Records drawn from a dataset
= = = = =

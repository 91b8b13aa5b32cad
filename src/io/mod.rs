//! Input/output helpers.
//!
//! - listing CSV ingest + validation (`listings`)
//! - polygon shapefile ingest (`boundaries`)
//! - result exports (CSV/JSON) (`export`)

pub mod boundaries;
pub mod export;
pub mod listings;

pub use boundaries::*;
pub use export::*;
pub use listings::*;
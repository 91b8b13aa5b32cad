//! Built-in datasets.

pub mod sample;

pub use sample::*;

= = = = =

▶ [Exercise goal]
Write out the data exactly as it stands.

▶ [Written response]
repository 91b8b13aa5b32cad
filename src/io/mod.rs
//! Input/output helpers.
//!
//! - listing CSV ingest + validation (`listings`)
//! - polygon shapefile ingest (`boundaries`)
//! - result exports (CSV/JSON) (`export`)

pub mod boundaries;
pub mod export;
pub mod listings;

pub use boundaries::*;
pub use export::*;
pub use listings::*;
repository 91b8b13aa5b32cad
//! Built-in datasets.

pub mod sample;

pub use sample::*;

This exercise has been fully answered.